Football Drama: Beach balls and arm scrapes
Not so fun anymore, eh Liverpool?
A totally bizarre week at Liverpool FC, as they lost two games on the bounce – being defeated by first a beach ball and then a Lilo! Sorry, that should be Lyon. An easy mistake to make. At least the beach ball incident was a hoot though, eh? Those ex-footballing pundit-like chaps in the Match of the Day studio had a right old chortle, as did we… as did we.
“Look at the goalkeeper, he doesn’t know which ball to go for!” barked a red faced Alan Shearer, with his tight trousers, and his bad habit of stating the obvious.

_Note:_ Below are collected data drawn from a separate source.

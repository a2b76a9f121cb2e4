use anyhow::Result;
use clap::{Arg, Command};
use patternpals::db::{connections, get_db_pool, profiles, DatabaseConfig};
use patternpals::matching::{rank_candidates, resolve_with_report};
use patternpals::constants::{CANDIDATE_POOL_LIMIT, DEFAULT_MATCH_LIMIT};
use patternpals::utils::init_logging;
use tracing::{info, warn};
use uuid::Uuid;

#[tokio::main]
async fn main() -> Result<()> {
    init_logging();

    let matches = Command::new("match-report")
        .about("Print the ranked match list for one user")
        .arg(
            Arg::new("user")
                .long("user")
                .help("Profile id to build the report for")
                .required(true)
                .value_parser(clap::value_parser!(Uuid)),
        )
        .arg(
            Arg::new("limit")
                .long("limit")
                .help("Number of candidates to print (default 50)")
                .value_parser(clap::value_parser!(usize)),
        )
        .arg(
            Arg::new("json")
                .long("json")
                .help("Print the report as JSON instead of a table")
                .action(clap::ArgAction::SetTrue),
        )
        .get_matches();

    let user_id = *matches
        .get_one::<Uuid>("user")
        .ok_or_else(|| anyhow::anyhow!("--user is required"))?;
    let limit = *matches.get_one::<usize>("limit").unwrap_or(&DEFAULT_MATCH_LIMIT);
    let as_json = matches.get_flag("json");

    let db_config = DatabaseConfig::from_env()?;
    let pool = get_db_pool(&db_config).await?;

    let Some(viewer) = profiles::get_profile(&pool, user_id).await? else {
        anyhow::bail!("Profile {} not found", user_id);
    };

    let candidates = profiles::list_profiles_except(&pool, user_id, CANDIDATE_POOL_LIMIT).await?;
    let records = connections::load_relationship_records(&pool, user_id).await?;
    let (states, report) =
        resolve_with_report(user_id, &records.connections, &records.incoming, &records.outgoing)?;

    if !report.skipped.is_empty() {
        warn!("⚠️  {} connection records did not involve {} and were skipped", report.skipped.len(), user_id);
    }

    let mut ranked = rank_candidates(&viewer, &candidates, &states);
    ranked.truncate(limit);

    info!("📊 {} candidates scored for {} ({})", candidates.len(), viewer.name, viewer.experience);

    if as_json {
        println!("{}", serde_json::to_string_pretty(&ranked)?);
        return Ok(());
    }

    println!("{:<5} {:<24} {:<13} {:<12} {}", "SCORE", "NAME", "EXPERIENCE", "STATE", "SHARED / TEACH / LEARN");
    for m in &ranked {
        println!(
            "{:<5} {:<24} {:<13} {:<12} {} / {} / {}",
            m.score,
            m.name,
            m.experience.to_string(),
            m.state.to_string(),
            m.relations.shared.len(),
            m.relations.can_teach.len(),
            m.relations.can_learn.len(),
        );
    }

    Ok(())
}
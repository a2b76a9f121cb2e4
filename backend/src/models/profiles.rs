use chrono::{DateTime, Utc};
use serde::{Deserialize, Serialize};
use sqlx::FromRow;
use std::collections::BTreeSet;
use std::fmt;
use std::str::FromStr;
use uuid::Uuid;

use crate::error::MatchError;

pub type UserId = Uuid;

/// Juggling experience, ordered from least to most experienced.
#[derive(Debug, Clone, Copy, PartialEq, Eq, PartialOrd, Ord, Hash, Serialize, Deserialize)]
#[serde(rename_all = "lowercase")]
pub enum ExperienceLevel {
    Beginner,
    Intermediate,
    Advanced,
}

impl ExperienceLevel {
    pub fn index(self) -> u8 {
        match self {
            ExperienceLevel::Beginner => 0,
            ExperienceLevel::Intermediate => 1,
            ExperienceLevel::Advanced => 2,
        }
    }

    pub fn as_str(self) -> &'static str {
        match self {
            ExperienceLevel::Beginner => "beginner",
            ExperienceLevel::Intermediate => "intermediate",
            ExperienceLevel::Advanced => "advanced",
        }
    }
}

impl fmt::Display for ExperienceLevel {
    fn fmt(&self, f: &mut fmt::Formatter<'_>) -> fmt::Result {
        f.write_str(self.as_str())
    }
}

impl FromStr for ExperienceLevel {
    type Err = MatchError;

    fn from_str(s: &str) -> Result<Self, Self::Err> {
        match s.trim().to_ascii_lowercase().as_str() {
            "beginner" => Ok(ExperienceLevel::Beginner),
            "intermediate" => Ok(ExperienceLevel::Intermediate),
            "advanced" => Ok(ExperienceLevel::Advanced),
            other => Err(MatchError::InvalidInput(format!(
                "unknown experience level: {}",
                other
            ))),
        }
    }
}

#[derive(Debug, Clone, PartialEq, Serialize, Deserialize)]
pub struct UserProfile {
    pub id: UserId,
    pub name: String,
    pub experience: ExperienceLevel,
    #[serde(default)]
    pub known_patterns: BTreeSet<String>,
    #[serde(default)]
    pub want_to_learn_patterns: BTreeSet<String>,
    #[serde(default)]
    pub location: Option<String>,
}

impl UserProfile {
    pub fn new(id: UserId, name: impl Into<String>, experience: ExperienceLevel) -> Self {
        Self {
            id,
            name: name.into(),
            experience,
            known_patterns: BTreeSet::new(),
            want_to_learn_patterns: BTreeSet::new(),
            location: None,
        }
    }

    pub fn with_known<I, S>(mut self, patterns: I) -> Self
    where
        I: IntoIterator<Item = S>,
        S: Into<String>,
    {
        self.known_patterns.extend(patterns.into_iter().map(Into::into));
        self
    }

    pub fn with_wanted<I, S>(mut self, patterns: I) -> Self
    where
        I: IntoIterator<Item = S>,
        S: Into<String>,
    {
        self.want_to_learn_patterns
            .extend(patterns.into_iter().map(Into::into));
        self
    }

    pub fn with_location(mut self, location: impl Into<String>) -> Self {
        self.location = Some(location.into());
        self
    }

    /// A blank location string counts as no location.
    pub fn has_location(&self) -> bool {
        self.location
            .as_deref()
            .is_some_and(|loc| !loc.trim().is_empty())
    }
}

/// Payload for creating a profile.
#[derive(Debug, Clone, Deserialize)]
pub struct NewProfile {
    pub name: String,
    pub experience: ExperienceLevel,
    #[serde(default)]
    pub location: Option<String>,
    #[serde(default)]
    pub known_patterns: BTreeSet<String>,
    #[serde(default)]
    pub want_to_learn_patterns: BTreeSet<String>,
}

/// Row shape of the `profiles` table. Pattern sets live in `profile_patterns`.
#[derive(Debug, Clone, FromRow)]
pub struct ProfileRow {
    pub id: Uuid,
    pub name: String,
    pub experience: String,
    pub location: Option<String>,
    pub created_at: DateTime<Utc>,
    pub updated_at: DateTime<Utc>,
}

impl ProfileRow {
    pub fn into_profile(
        self,
        known_patterns: BTreeSet<String>,
        want_to_learn_patterns: BTreeSet<String>,
    ) -> Result<UserProfile, MatchError> {
        Ok(UserProfile {
            id: self.id,
            name: self.name,
            experience: self.experience.parse()?,
            known_patterns,
            want_to_learn_patterns,
            location: self.location,
        })
    }
}

/// An entry in the pattern library.
#[derive(Debug, Clone, PartialEq, Serialize, Deserialize)]
pub struct Pattern {
    pub id: String,
    pub name: String,
    pub props: i32,
    pub difficulty: ExperienceLevel,
    pub siteswap: Option<String>,
}

/// Row shape of the `patterns` table; difficulty is stored as text.
#[derive(Debug, Clone, FromRow)]
pub struct PatternRow {
    pub id: String,
    pub name: String,
    pub props: i32,
    pub difficulty: String,
    pub siteswap: Option<String>,
}

impl TryFrom<PatternRow> for Pattern {
    type Error = MatchError;

    fn try_from(row: PatternRow) -> Result<Self, Self::Error> {
        Ok(Self {
            id: row.id,
            name: row.name,
            props: row.props,
            difficulty: row.difficulty.parse()?,
            siteswap: row.siteswap,
        })
    }
}
//! Compatibility scoring and connection-state resolution.
//!
//! Everything here is pure: callers fetch profiles and connection records
//! and pass them in; nothing is read from ambient session state.

pub mod compatibility;
pub mod overlay;
pub mod ranking;
pub mod resolver;

pub use compatibility::{
    compatibility, compute_score, derive_pattern_relations, score_pair, Compatibility, PatternRelations,
};
pub use overlay::{PendingOverlay, Reconciliation};
pub use ranking::{rank_candidates, MatchCandidate};
pub use resolver::{can_send_request, resolve, resolve_with_report, state_for, ResolveReport, StateMap};
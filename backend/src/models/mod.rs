pub mod connections;
pub mod profiles;

pub use connections::{Connection, ConnectionRequest, ConnectionRequestRow, ConnectionState, RequestStatus};
pub use profiles::{ExperienceLevel, NewProfile, Pattern, PatternRow, ProfileRow, UserId, UserProfile};
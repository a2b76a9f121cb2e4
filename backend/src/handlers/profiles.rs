use axum::{
    extract::{Path, Query, State},
    http::StatusCode,
    response::Json,
};
use serde::Deserialize;
use std::collections::BTreeSet;
use uuid::Uuid;

use super::{api_error, internal_error, match_error, ApiResult, AppState};
use crate::{
    constants::PROFILE_SEARCH_LIMIT,
    db,
    models::{ExperienceLevel, NewProfile, Pattern, UserProfile},
};

#[derive(Debug, Default, Deserialize)]
pub struct SearchQuery {
    pub q: Option<String>,
    pub experience: Option<String>,
}

impl SearchQuery {
    pub fn experience_level(&self) -> Result<Option<ExperienceLevel>, crate::error::MatchError> {
        self.experience
            .as_deref()
            .filter(|e| !e.trim().is_empty())
            .map(str::parse)
            .transpose()
    }

    pub fn is_filtered(&self) -> bool {
        self.q.as_deref().is_some_and(|q| !q.trim().is_empty())
            || self.experience.as_deref().is_some_and(|e| !e.trim().is_empty())
    }
}

#[derive(Debug, Deserialize)]
pub struct PatternUpdate {
    #[serde(default)]
    pub known_patterns: BTreeSet<String>,
    #[serde(default)]
    pub want_to_learn_patterns: BTreeSet<String>,
}

#[derive(Debug, Default, Deserialize)]
pub struct PatternQuery {
    pub difficulty: Option<String>,
}

impl PatternQuery {
    /// A blank `difficulty` means no filter.
    pub fn difficulty_level(&self) -> Result<Option<ExperienceLevel>, crate::error::MatchError> {
        self.difficulty
            .as_deref()
            .filter(|d| !d.trim().is_empty())
            .map(str::parse)
            .transpose()
    }
}

pub async fn create_profile(
    State((pool, _config)): State<AppState>,
    Json(new): Json<NewProfile>,
) -> ApiResult<UserProfile> {
    if new.name.trim().is_empty() {
        return Err(api_error(StatusCode::BAD_REQUEST, "Profile name must not be empty"));
    }

    let profile = db::profiles::create_profile(&pool, &new)
        .await
        .map_err(|e| internal_error("Failed to create profile", e))?;

    tracing::info!("Created profile {} ({})", profile.id, profile.experience);
    Ok(Json(profile))
}

pub async fn get_profile(
    State((pool, _config)): State<AppState>,
    Path(id): Path<Uuid>,
) -> ApiResult<UserProfile> {
    db::profiles::get_profile(&pool, id)
        .await
        .map_err(|e| internal_error("Failed to load profile", e))?
        .map(Json)
        .ok_or_else(|| api_error(StatusCode::NOT_FOUND, format!("Profile {} not found", id)))
}

pub async fn search_profiles(
    State((pool, _config)): State<AppState>,
    Query(query): Query<SearchQuery>,
) -> ApiResult<Vec<UserProfile>> {
    let experience = query.experience_level().map_err(match_error)?;

    let profiles = db::profiles::search_profiles(&pool, query.q.as_deref(), experience, PROFILE_SEARCH_LIMIT)
        .await
        .map_err(|e| internal_error("Failed to search profiles", e))?;

    Ok(Json(profiles))
}

pub async fn update_patterns(
    State((pool, _config)): State<AppState>,
    Path(id): Path<Uuid>,
    Json(update): Json<PatternUpdate>,
) -> ApiResult<UserProfile> {
    let profile = db::profiles::set_profile_patterns(
        &pool,
        id,
        &update.known_patterns,
        &update.want_to_learn_patterns,
    )
    .await
    .map_err(|e| internal_error("Failed to update patterns", e))?
    .ok_or_else(|| api_error(StatusCode::NOT_FOUND, format!("Profile {} not found", id)))?;

    tracing::debug!(
        "Profile {} now knows {} and wants {} patterns",
        id,
        profile.known_patterns.len(),
        profile.want_to_learn_patterns.len()
    );
    Ok(Json(profile))
}

pub async fn list_patterns(
    State((pool, _config)): State<AppState>,
    Query(query): Query<PatternQuery>,
) -> ApiResult<Vec<Pattern>> {
    let difficulty = query.difficulty_level().map_err(match_error)?;

    let patterns = db::patterns::list_patterns(&pool, difficulty)
        .await
        .map_err(|e| internal_error("Failed to list patterns", e))?;

    Ok(Json(patterns))
}
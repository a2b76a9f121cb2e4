use serde::Serialize;

use crate::matching::compatibility::{compatibility, PatternRelations};
use crate::matching::resolver::{can_send_request, state_for, StateMap};
use crate::models::{ConnectionState, ExperienceLevel, UserId, UserProfile};

/// One row of the match list or of search results.
#[derive(Debug, Clone, PartialEq, Serialize)]
pub struct MatchCandidate {
    pub user_id: UserId,
    pub name: String,
    pub experience: ExperienceLevel,
    pub location: Option<String>,
    pub score: u8,
    pub relations: PatternRelations,
    pub state: ConnectionState,
    pub can_connect: bool,
}

/// Score every candidate against `viewer`, best first.
///
/// The viewer's own profile is skipped. Ties break on name, then id.
pub fn rank_candidates(
    viewer: &UserProfile,
    candidates: &[UserProfile],
    states: &StateMap,
) -> Vec<MatchCandidate> {
    let mut ranked: Vec<MatchCandidate> = candidates
        .iter()
        .filter(|c| c.id != viewer.id)
        .map(|c| {
            let compat = compatibility(viewer, c);
            let state = state_for(states, c.id);
            MatchCandidate {
                user_id: c.id,
                name: c.name.clone(),
                experience: c.experience,
                location: c.location.clone(),
                score: compat.score,
                relations: compat.relations,
                state,
                can_connect: can_send_request(state),
            }
        })
        .collect();

    ranked.sort_by(|a, b| {
        b.score
            .cmp(&a.score)
            .then_with(|| a.name.cmp(&b.name))
            .then_with(|| a.user_id.cmp(&b.user_id))
    });
    ranked
}
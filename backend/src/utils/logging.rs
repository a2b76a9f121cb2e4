use tracing_subscriber::{layer::SubscriberExt, util::SubscriberInitExt};

pub fn init_logging() {
    tracing_subscriber::registry()
        .with(
            tracing_subscriber::EnvFilter::try_from_default_env()
                .unwrap_or_else(|_| "patternpals=info,tower_http=debug,server=debug,match_report=info".into()),
        )
        .with(tracing_subscriber::fmt::layer())
        .init();
}
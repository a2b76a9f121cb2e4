use anyhow::Result;
use sqlx::PgPool;

/// Apply the schema in `./migrations` (profiles, patterns, connections, requests).
pub async fn run_migrations(pool: &PgPool) -> Result<()> {
    sqlx::migrate!("./migrations").run(pool).await?;
    tracing::info!("Database schema is up to date");
    Ok(())
}
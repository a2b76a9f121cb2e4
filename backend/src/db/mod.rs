pub mod connection;
pub mod connections;
pub mod migrations;
pub mod patterns;
pub mod profiles;

pub use connection::{get_db_pool, DatabaseConfig};
pub use connections::RelationshipRecords;
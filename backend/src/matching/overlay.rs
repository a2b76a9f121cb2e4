use std::collections::HashMap;
use tracing::debug;

use crate::matching::resolver::{state_for, StateMap};
use crate::models::{ConnectionState, UserId};

/// Provisional states applied right after a local action succeeds, ahead of
/// the next authoritative resolve.
///
/// Every entry is dropped by `reconcile`, so an override never survives
/// more than one refresh cycle.
#[derive(Debug, Clone, Default)]
pub struct PendingOverlay {
    overrides: HashMap<UserId, ConnectionState>,
}

/// Outcome of folding a fresh resolve into the overlay.
#[derive(Debug, Clone, Copy, Default, PartialEq, Eq)]
pub struct Reconciliation {
    pub confirmed: usize,
    pub discarded: usize,
}

impl PendingOverlay {
    pub fn new() -> Self {
        Self::default()
    }

    pub fn mark(&mut self, candidate: UserId, state: ConnectionState) {
        self.overrides.insert(candidate, state);
    }

    pub fn is_empty(&self) -> bool {
        self.overrides.is_empty()
    }

    pub fn len(&self) -> usize {
        self.overrides.len()
    }

    pub fn view(&self, resolved: &StateMap, candidate: UserId) -> ConnectionState {
        self.overrides
            .get(&candidate)
            .copied()
            .unwrap_or_else(|| state_for(resolved, candidate))
    }

    /// Drop all overrides in favour of `resolved`.
    pub fn reconcile(&mut self, resolved: &StateMap) -> Reconciliation {
        let mut outcome = Reconciliation::default();
        for (candidate, provisional) in self.overrides.drain() {
            if state_for(resolved, candidate) == provisional {
                outcome.confirmed += 1;
            } else {
                debug!(
                    "Discarding provisional {} for {}, authoritative state is {}",
                    provisional,
                    candidate,
                    state_for(resolved, candidate)
                );
                outcome.discarded += 1;
            }
        }
        outcome
    }
}

#[cfg(test)]
mod tests {
    use super::*;
    use crate::matching::resolver::{can_send_request, resolve};
    use crate::models::ConnectionRequest;
    use uuid::Uuid;

    #[test]
    fn test_override_shadows_resolved_until_reconcile() {
        let (me, them) = (Uuid::from_u128(1), Uuid::from_u128(2));
        let mut overlay = PendingOverlay::new();
        let before = resolve(me, &[], &[], &[]).unwrap();
        assert!(can_send_request(overlay.view(&before, them)));

        overlay.mark(them, ConnectionState::PendingOut);
        assert_eq!(overlay.view(&before, them), ConnectionState::PendingOut);
        assert!(!can_send_request(overlay.view(&before, them)));

        let after = resolve(me, &[], &[], &[ConnectionRequest::pending(me, them)]).unwrap();
        let outcome = overlay.reconcile(&after);

        assert_eq!(outcome, Reconciliation { confirmed: 1, discarded: 0 });
        assert!(overlay.is_empty());
        assert_eq!(overlay.view(&after, them), ConnectionState::PendingOut);
    }

    #[test]
    fn test_unconfirmed_override_is_discarded() {
        let (me, them) = (Uuid::from_u128(1), Uuid::from_u128(2));
        let mut overlay = PendingOverlay::new();
        overlay.mark(them, ConnectionState::PendingOut);
        assert_eq!(overlay.len(), 1);

        let refreshed = resolve(me, &[], &[], &[]).unwrap();
        let outcome = overlay.reconcile(&refreshed);

        assert_eq!(outcome.discarded, 1);
        assert_eq!(overlay.view(&refreshed, them), ConnectionState::None);
    }
}
use anyhow::Result;
use sqlx::{PgPool, postgres::PgPoolOptions};
use std::env;
use dotenvy::dotenv;

use crate::constants::DEFAULT_DB_MAX_CONNECTIONS;

#[derive(Debug, Clone)]
pub struct DatabaseConfig {
    pub database_url: String,
    pub max_connections: u32,
}

impl DatabaseConfig {
    pub fn from_env() -> Result<Self> {
        dotenv().ok();

        Ok(Self {
            database_url: env::var("DATABASE_URL")
                .map_err(|_| anyhow::anyhow!("DATABASE_URL must be set"))?,
            max_connections: env::var("DB_MAX_CONNECTIONS")
                .ok()
                .and_then(|v| v.parse().ok())
                .unwrap_or(DEFAULT_DB_MAX_CONNECTIONS),
        })
    }
}

pub async fn get_db_pool(config: &DatabaseConfig) -> Result<PgPool> {
    let pool = PgPoolOptions::new()
        .max_connections(config.max_connections)
        .connect(&config.database_url)
        .await?;

    tracing::info!("Connected to database (max {} connections)", config.max_connections);

    Ok(pool)
}
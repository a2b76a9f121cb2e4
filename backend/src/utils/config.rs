use anyhow::Result;
use std::env;

use crate::constants::{DEFAULT_MATCH_LIMIT, DEFAULT_SERVER_PORT};

#[derive(Debug, Clone)]
pub struct Config {
    pub database_url: String,
    pub port: u16,
    pub match_limit: usize,
    pub allowed_origins: Vec<String>,
}

impl Config {
    pub fn from_env() -> Result<Self> {
        dotenvy::dotenv().ok(); // Load .env file if present

        Ok(Self {
            database_url: env::var("DATABASE_URL")
                .map_err(|_| anyhow::anyhow!("DATABASE_URL must be set"))?,
            port: env::var("PORT")
                .unwrap_or_else(|_| DEFAULT_SERVER_PORT.to_string())
                .parse()
                .unwrap_or(DEFAULT_SERVER_PORT),
            match_limit: env::var("MATCH_LIMIT")
                .ok()
                .and_then(|v| v.parse().ok())
                .filter(|limit: &usize| *limit > 0)
                .unwrap_or(DEFAULT_MATCH_LIMIT),
            allowed_origins: env::var("ALLOWED_ORIGINS")
                .map(|origins| parse_origins(&origins))
                .unwrap_or_default(),
        })
    }
}

fn parse_origins(raw: &str) -> Vec<String> {
    raw.split(',')
        .map(str::trim)
        .filter(|origin| !origin.is_empty())
        .map(str::to_string)
        .collect()
}

#[cfg(test)]
mod tests {
    use super::*;

    #[test]
    fn test_parse_origins_skips_blanks() {
        let origins = parse_origins(" https://a.example , ,https://b.example,");
        assert_eq!(origins, vec!["https://a.example", "https://b.example"]);
    }
}
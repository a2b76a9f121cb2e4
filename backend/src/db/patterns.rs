use crate::models::{ExperienceLevel, Pattern, PatternRow};
use anyhow::Result;
use sqlx::PgPool;

/// Browse the pattern library, optionally by difficulty.
pub async fn list_patterns(pool: &PgPool, difficulty: Option<ExperienceLevel>) -> Result<Vec<Pattern>> {
    let rows = sqlx::query_as::<_, PatternRow>(
        r#"
        SELECT id, name, props, difficulty, siteswap
        FROM patterns
        WHERE ($1::text IS NULL OR difficulty = $1)
        ORDER BY props ASC, name ASC
        "#,
    )
    .bind(difficulty.map(|d| d.as_str()))
    .fetch_all(pool)
    .await?;

    let patterns = rows
        .into_iter()
        .map(Pattern::try_from)
        .collect::<Result<Vec<_>, _>>()?;

    Ok(patterns)
}
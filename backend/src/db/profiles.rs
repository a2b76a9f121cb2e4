use crate::models::{ExperienceLevel, NewProfile, ProfileRow, UserProfile};
use anyhow::Result;
use sqlx::{PgPool, Postgres, Transaction};
use std::collections::{BTreeSet, HashMap};
use uuid::Uuid;

const KIND_KNOWN: &str = "known";
const KIND_WANT_TO_LEARN: &str = "want_to_learn";

type PatternSets = (BTreeSet<String>, BTreeSet<String>);

async fn load_pattern_sets(pool: &PgPool, profile_ids: &[Uuid]) -> Result<HashMap<Uuid, PatternSets>> {
    let rows = sqlx::query_as::<_, (Uuid, String, String)>(
        r#"
        SELECT profile_id, pattern_id, kind
        FROM profile_patterns
        WHERE profile_id = ANY($1)
        "#,
    )
    .bind(profile_ids)
    .fetch_all(pool)
    .await?;

    let mut sets: HashMap<Uuid, PatternSets> = HashMap::new();
    for (profile_id, pattern_id, kind) in rows {
        let entry = sets.entry(profile_id).or_default();
        match kind.as_str() {
            KIND_KNOWN => {
                entry.0.insert(pattern_id);
            }
            KIND_WANT_TO_LEARN => {
                entry.1.insert(pattern_id);
            }
            other => tracing::warn!("Ignoring profile pattern {} with unknown kind {}", pattern_id, other),
        }
    }

    Ok(sets)
}

async fn hydrate(pool: &PgPool, rows: Vec<ProfileRow>) -> Result<Vec<UserProfile>> {
    let ids: Vec<Uuid> = rows.iter().map(|r| r.id).collect();
    let mut sets = load_pattern_sets(pool, &ids).await?;

    let mut profiles = Vec::with_capacity(rows.len());
    for row in rows {
        let (known, wanted) = sets.remove(&row.id).unwrap_or_default();
        profiles.push(row.into_profile(known, wanted)?);
    }

    Ok(profiles)
}

async fn insert_patterns(
    tx: &mut Transaction<'_, Postgres>,
    profile_id: Uuid,
    patterns: &BTreeSet<String>,
    kind: &str,
) -> Result<()> {
    for pattern_id in patterns {
        sqlx::query(
            r#"
            INSERT INTO profile_patterns (profile_id, pattern_id, kind)
            VALUES ($1, $2, $3)
            ON CONFLICT DO NOTHING
            "#,
        )
        .bind(profile_id)
        .bind(pattern_id)
        .bind(kind)
        .execute(&mut **tx)
        .await?;
    }

    Ok(())
}

pub async fn create_profile(pool: &PgPool, new: &NewProfile) -> Result<UserProfile> {
    let mut tx = pool.begin().await?;

    let row = sqlx::query_as::<_, ProfileRow>(
        r#"
        INSERT INTO profiles (name, experience, location)
        VALUES ($1, $2, $3)
        RETURNING id, name, experience, location, created_at, updated_at
        "#,
    )
    .bind(new.name.trim())
    .bind(new.experience.as_str())
    .bind(new.location.as_deref())
    .fetch_one(&mut *tx)
    .await?;

    insert_patterns(&mut tx, row.id, &new.known_patterns, KIND_KNOWN).await?;
    insert_patterns(&mut tx, row.id, &new.want_to_learn_patterns, KIND_WANT_TO_LEARN).await?;
    tx.commit().await?;

    Ok(row.into_profile(new.known_patterns.clone(), new.want_to_learn_patterns.clone())?)
}

pub async fn get_profile(pool: &PgPool, profile_id: Uuid) -> Result<Option<UserProfile>> {
    let row = sqlx::query_as::<_, ProfileRow>(
        r#"
        SELECT id, name, experience, location, created_at, updated_at
        FROM profiles
        WHERE id = $1
        "#,
    )
    .bind(profile_id)
    .fetch_optional(pool)
    .await?;

    match row {
        Some(row) => Ok(hydrate(pool, vec![row]).await?.pop()),
        None => Ok(None),
    }
}

/// Case-insensitive name search, optionally narrowed to one experience level.
pub async fn search_profiles(
    pool: &PgPool,
    query: Option<&str>,
    experience: Option<ExperienceLevel>,
    limit: i64,
) -> Result<Vec<UserProfile>> {
    let query = query.map(str::trim).filter(|q| !q.is_empty());

    let rows = sqlx::query_as::<_, ProfileRow>(
        r#"
        SELECT id, name, experience, location, created_at, updated_at
        FROM profiles
        WHERE ($1::text IS NULL OR name ILIKE '%' || $1 || '%')
        AND ($2::text IS NULL OR experience = $2)
        ORDER BY name ASC
        LIMIT $3
        "#,
    )
    .bind(query)
    .bind(experience.map(|e| e.as_str()))
    .bind(limit)
    .fetch_all(pool)
    .await?;

    hydrate(pool, rows).await
}

pub async fn list_profiles_except(pool: &PgPool, profile_id: Uuid, limit: i64) -> Result<Vec<UserProfile>> {
    let rows = sqlx::query_as::<_, ProfileRow>(
        r#"
        SELECT id, name, experience, location, created_at, updated_at
        FROM profiles
        WHERE id <> $1
        ORDER BY updated_at DESC
        LIMIT $2
        "#,
    )
    .bind(profile_id)
    .bind(limit)
    .fetch_all(pool)
    .await?;

    hydrate(pool, rows).await
}

/// Replace both pattern sets. Returns `None` if the profile does not exist.
pub async fn set_profile_patterns(
    pool: &PgPool,
    profile_id: Uuid,
    known: &BTreeSet<String>,
    want_to_learn: &BTreeSet<String>,
) -> Result<Option<UserProfile>> {
    let mut tx = pool.begin().await?;

    let touched = sqlx::query(
        r#"
        UPDATE profiles
        SET updated_at = NOW()
        WHERE id = $1
        "#,
    )
    .bind(profile_id)
    .execute(&mut *tx)
    .await?
    .rows_affected();

    if touched == 0 {
        tx.rollback().await?;
        return Ok(None);
    }

    sqlx::query("DELETE FROM profile_patterns WHERE profile_id = $1")
        .bind(profile_id)
        .execute(&mut *tx)
        .await?;

    insert_patterns(&mut tx, profile_id, known, KIND_KNOWN).await?;
    insert_patterns(&mut tx, profile_id, want_to_learn, KIND_WANT_TO_LEARN).await?;
    tx.commit().await?;

    get_profile(pool, profile_id).await
}
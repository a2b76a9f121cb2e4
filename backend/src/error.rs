use thiserror::Error;

/// Errors raised by the matching core.
#[derive(Debug, Clone, Error, PartialEq)]
pub enum MatchError {
    /// A required profile or argument was missing.
    #[error("Invalid input: {0}")]
    InvalidInput(String),
    /// A record that does not fit the current user; skipped, never fatal.
    #[error("Malformed record: {0}")]
    MalformedRecord(String),
}
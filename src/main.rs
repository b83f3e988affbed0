use anyhow::Result;
use numguess::core::rng::RngSource;
use numguess::core::terminal::TerminalContext;
use numguess::games::rand_num;
use tracing_subscriber::EnvFilter;

fn main() -> Result<()> {
    // Diagnostics go to stderr so they never interleave with the game on stdout
    let filter = EnvFilter::try_from_default_env().unwrap_or_else(|_| EnvFilter::new("warn"));
    tracing_subscriber::fmt()
        .with_env_filter(filter)
        .with_writer(std::io::stderr)
        .init();

    let stdin = std::io::stdin();
    rand_num::run_game(&mut RngSource::thread(), stdin.lock(), TerminalContext::stdout())?;
    Ok(())
}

Oh the hilarity of it all. A football AND a beach ball – wow! Sweet baby Moses, we laughed. And for those of you barely managing to not wet your pants, don’t worry, you are not alone. There are puddles all over the beautiful Interestment office.
There was fun and games at Villa Park too, as Woody Allen wannabe Martin O’Neill got knocked to the ground by a flying Nicolas Anelka. Thankfully there was no repeat of the fisticuffs of previous weeks, just some wounded pride and a pretty nasty looking scraped elbow. That didn’t stop the two Alans and the one from the crisp adverts having a good old dig though:
“Aaaah look, he’s scraped his elbow!” they guffawed.
It seems that those guys in the studio are fast becoming a right bunch of bastards. I don’t care how old you are, a scraped elbow really stings!
And finally, Paul Hart got rather confused about Portsmouth’s loss to Spurs:
“I can’t remember David James having a single shot to save”
This is a Portsmouth side that lost 2-1.